News Overview 2016

The Next Einstein Will Come from Africa

The Robert Bosch Stiftung highlights Africa’s research potential for the first time with the Next Einstein Forum

Young Kenyan researcher Evelyn Gitau summarizes her goal succinctly: to improve the welfare of those who have not had much luck in life. The pharmacologist focuses on issues that often get shortchanged in the research world. She spends a great deal of time in African hospitals with children suffering from malaria. Gitau is a promising young researcher from Africa, which is why she was chosen as the new fellow for the Next Einstein Forum (NEF). The new forum is an initiative of the Robert Bosch Stiftung, in partnership with the African Institute for Mathematical Science. Its intention is to promote and strengthen Africa as a location for research.

As an NEF fellow, Gitau had the opportunity to appear at the Next Einstein Forum in Dakar and make contact with top researchers from around the globe, which will help advance her research on the immune reactions of cells to serious illnesses. To what extent can changes in cells be used as markers to diagnose serious illnesses? According to researchers’ estimates, approximately half of all serious infectious diseases, such as malaria, are not properly diagnosed at hospitals in Sub-Saharan Africa. Gitau returned to Kenya in 2007 after completing her doctorate in Liverpool. She made a number of other unsettling discoveries once in Kenya. For instance, her research indicates a close correlation between severe cases of malaria and severe malnutrition. Attending the forum increased her chances of tackling a major challenge: she hopes to develop affordable diagnostic tools that African clinics can use on a daily basis, which could save countless lives.

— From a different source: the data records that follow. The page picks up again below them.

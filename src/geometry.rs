//! Viewport-space points and sizes.
//!
//! All coordinates are CSS pixels measured from the viewport's fixed origin
//! (top-left). `PartialPoint` is the shape the host sometimes delivers for the
//! initial pointer offset, where a coordinate can be missing outright.

#[cfg(test)]
#[path = "geometry_test.rs"]
mod geometry_test;

use std::ops::Sub;

use serde::{Deserialize, Serialize};

/// A point in viewport space.
#[derive(Debug, Clone, Copy, PartialEq, Default, Serialize, Deserialize)]
pub struct Point {
    pub x: f64,
    pub y: f64,
}

impl Point {
    /// The viewport origin, also the neutral parent offset.
    pub const ZERO: Self = Self { x: 0.0, y: 0.0 };

    #[must_use]
    pub fn new(x: f64, y: f64) -> Self {
        Self { x, y }
    }
}

impl Sub for Point {
    type Output = Self;

    fn sub(self, rhs: Self) -> Self {
        subtract(self, rhs)
    }
}

/// Component-wise `a - b`.
#[must_use]
pub fn subtract(a: Point, b: Point) -> Point {
    Point { x: a.x - b.x, y: a.y - b.y }
}

/// A point whose coordinates may each be missing.
#[derive(Debug, Clone, Copy, PartialEq, Default, Serialize, Deserialize)]
pub struct PartialPoint {
    #[serde(default, skip_serializing_if = "Option::is_none")]
    pub x: Option<f64>,
    #[serde(default, skip_serializing_if = "Option::is_none")]
    pub y: Option<f64>,
}

impl PartialPoint {
    #[must_use]
    pub fn new(x: Option<f64>, y: Option<f64>) -> Self {
        Self { x, y }
    }

    /// Both coordinates, if both are present and finite.
    ///
    /// A NaN or infinite coordinate is also treated as missing. This is a
    /// defensive choice; hosts are only known to omit coordinates.
    #[must_use]
    pub fn complete(self) -> Option<Point> {
        match (self.x, self.y) {
            (Some(x), Some(y)) if x.is_finite() && y.is_finite() => Some(Point { x, y }),
            _ => None,
        }
    }
}

impl From<Point> for PartialPoint {
    fn from(p: Point) -> Self {
        Self { x: Some(p.x), y: Some(p.y) }
    }
}

/// Measured size of the rendered preview element.
#[derive(Debug, Clone, Copy, PartialEq, Default, Serialize, Deserialize)]
pub struct Size {
    pub width: f64,
    pub height: f64,
}

impl Size {
    #[must_use]
    pub fn new(width: f64, height: f64) -> Self {
        Self { width, height }
    }

    /// Offset from the element's top-left corner to its center.
    #[must_use]
    pub fn center(self) -> Point {
        Point { x: self.width / 2.0, y: self.height / 2.0 }
    }
}
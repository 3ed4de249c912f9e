//! Reusable UI component modules.
//!
//! SYSTEM CONTEXT
//! ==============
//! Components read shared state from Leptos context providers. The drag
//! preview reads the `RwSignal<DragSession>` the host provides.

pub mod drag_preview;
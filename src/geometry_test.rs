#![allow(clippy::float_cmp)]

use super::*;

// --- subtract ---

#[test]
fn subtract_is_component_wise() {
    let r = subtract(Point::new(10.0, 4.0), Point::new(3.0, 7.0));
    assert_eq!(r, Point::new(7.0, -3.0));
}

#[test]
fn subtract_self_is_zero() {
    for p in [Point::new(0.0, 0.0), Point::new(-12.5, 3.25), Point::new(1e6, -1e6)] {
        assert_eq!(subtract(p, p), Point::ZERO);
    }
}

#[test]
fn sub_operator_matches_subtract() {
    let a = Point::new(100.0, 50.0);
    let b = Point::new(20.0, 70.0);
    assert_eq!(a - b, subtract(a, b));
}

#[test]
fn point_default_is_zero() {
    assert_eq!(Point::default(), Point::ZERO);
}

// --- PartialPoint ---

#[test]
fn partial_point_complete_with_both_coords() {
    let p = PartialPoint::new(Some(5.0), Some(6.0));
    assert_eq!(p.complete(), Some(Point::new(5.0, 6.0)));
}

#[test]
fn partial_point_missing_x_is_incomplete() {
    assert_eq!(PartialPoint::new(None, Some(6.0)).complete(), None);
}

#[test]
fn partial_point_missing_y_is_incomplete() {
    assert_eq!(PartialPoint::new(Some(5.0), None).complete(), None);
}

#[test]
fn partial_point_nan_is_incomplete() {
    assert_eq!(PartialPoint::new(Some(f64::NAN), Some(1.0)).complete(), None);
    assert_eq!(PartialPoint::new(Some(1.0), Some(f64::INFINITY)).complete(), None);
}

#[test]
fn partial_point_from_point() {
    let p: PartialPoint = Point::new(1.0, 2.0).into();
    assert_eq!(p, PartialPoint::new(Some(1.0), Some(2.0)));
}

#[test]
fn partial_point_deserializes_missing_fields_as_none() {
    let p: PartialPoint = serde_json::from_str(r#"{"y": 4}"#).unwrap();
    assert_eq!(p.x, None);
    assert_eq!(p.y, Some(4.0));
}

#[test]
fn partial_point_deserializes_null_as_none() {
    let p: PartialPoint = serde_json::from_str(r#"{"x": null, "y": 4}"#).unwrap();
    assert_eq!(p.x, None);
}

// --- Size ---

#[test]
fn size_center_is_half_extent() {
    assert_eq!(Size::new(40.0, 20.0).center(), Point::new(20.0, 10.0));
}

#[test]
fn size_center_of_odd_extent_is_fractional() {
    assert_eq!(Size::new(33.0, 7.0).center(), Point::new(16.5, 3.5));
}
//! Shared constants for the drag preview crate.

// ── Asset paths ─────────────────────────────────────────────────

/// Directory under the public url that holds item preview images.
pub const IMAGE_DIR: &str = "images";

/// File extension of item preview images.
pub const IMAGE_EXT: &str = "png";

// ── Layer defaults ──────────────────────────────────────────────

/// Stacking order of the floating preview container.
pub const DEFAULT_Z_INDEX: i32 = 1;

/// Maximum image width as a percentage of the container.
pub const DEFAULT_IMAGE_MAX_WIDTH_PCT: u8 = 80;

// ── Environment keys ────────────────────────────────────────────

pub const ENV_PUBLIC_URL: &str = "PUBLIC_URL";
pub const ENV_Z_INDEX: &str = "DRAG_PREVIEW_Z_INDEX";
pub const ENV_IMAGE_MAX_WIDTH_PCT: &str = "DRAG_PREVIEW_IMAGE_MAX_WIDTH_PCT";
//! Preview element measurement.
//!
//! The preview `<div>` only has a size once it is mounted. Until then
//! measurement yields `None` and the offset calculator uses its parent-offset
//! fallback.

#[cfg(test)]
#[path = "measure_test.rs"]
mod measure_test;

use drag_preview::geometry::Size;
use leptos::prelude::*;

/// Measured size of the preview element, if it is mounted and laid out.
///
/// Reads the node without tracking it; callers re-measure on every snapshot
/// change.
#[cfg(feature = "hydrate")]
pub fn preview_geometry(node: &NodeRef<leptos::html::Div>) -> Option<Size> {
    let element = node.get_untracked()?;
    if !element.is_connected() {
        return None;
    }
    let rect = element.get_bounding_client_rect();
    size_from_rect(rect.width(), rect.height())
}

/// Server rendering has no DOM to measure.
#[cfg(not(feature = "hydrate"))]
pub fn preview_geometry(_node: &NodeRef<leptos::html::Div>) -> Option<Size> {
    None
}

/// A usable size from raw bounding-box extents.
///
/// A mounted 0x0 element still counts as measured and is centered like any
/// other. Only negative or non-finite extents are rejected.
pub fn size_from_rect(width: f64, height: f64) -> Option<Size> {
    let usable = |v: f64| v.is_finite() && v >= 0.0;
    if usable(width) && usable(height) {
        Some(Size::new(width, height))
    } else {
        None
    }
}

However, the Next Einstein Forum does more than just help individual researchers. It also provides a new perspective on the entire continent. Africa, which is generally associated with war, chaos, and starving children, actually has a rapidly growing community of researchers and an enormous number of young people with great potential. For now, the best and brightest still tend to move abroad, where they receive more funding for their research. As a result, the exceptional researchers in Africa and their potential solutions to humanity’s biggest problems often have no voice on the international stage. The Next Einstein Forum wants to change that. "We hope to integrate Africa into the global research and development community and to help it become a new center for research and technology," says Ingrid Wünning Tschol from the Robert Bosch Stiftung, one of the forum’s initiators. "We tell stories that haven’t been told yet."

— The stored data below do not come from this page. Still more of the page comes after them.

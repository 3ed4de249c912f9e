//! Preview image path convention.
//!
//! Item images are served as `<public_url>/images/<item-name>.png`. The path
//! shape is shared with whatever serves the images and must not drift.

#[cfg(test)]
#[path = "asset_test.rs"]
mod asset_test;

use crate::config::PreviewConfig;
use crate::consts::{IMAGE_DIR, IMAGE_EXT};

/// Image source for the item named `item_name`.
#[must_use]
pub fn image_src(config: &PreviewConfig, item_name: &str) -> String {
    let root = config.public_url.trim_end_matches('/');
    format!("{root}/{IMAGE_DIR}/{item_name}.{IMAGE_EXT}")
}
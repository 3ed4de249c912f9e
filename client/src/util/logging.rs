//! Browser console logging.
//!
//! The `drag-preview` crate logs through `tracing`, which forwards to the `log`
//! facade when no subscriber is installed. Installing `console_log` here
//! routes both to the browser console. Server builds keep whatever logger the
//! host process installed.

/// Install the panic hook and console logger. Safe to call more than once.
pub fn init() {
    #[cfg(feature = "hydrate")]
    {
        console_error_panic_hook::set_once();
        if let Err(e) = console_log::init_with_level(log::Level::Debug) {
            leptos::logging::warn!("console logger already installed: {e}");
        }
    }
}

The first Global Gathering in Dakar, Senegal, brought the best researchers together with the most important decision-makers to discuss solutions for the future. Among the attendees there were 500 invited guests from the fields of science, politics, and civil society, including heads of state, Nobel Prize winners, and research directors from major companies – to discuss solutions for the future. The fellows, who represent the young generation of African researchers, contributed their ideas to the international research community. All of this is part of a greater goal, says Wünning Tschol. “We are convinced that the next Einstein will come from Africa!”

(Eva Wolfangel, Bosch Zünder 2, 2016)
Evelyn Gitau hopes to develop affordable diagnostic tools that African clinics can use on a daily basis, which could save countless lives.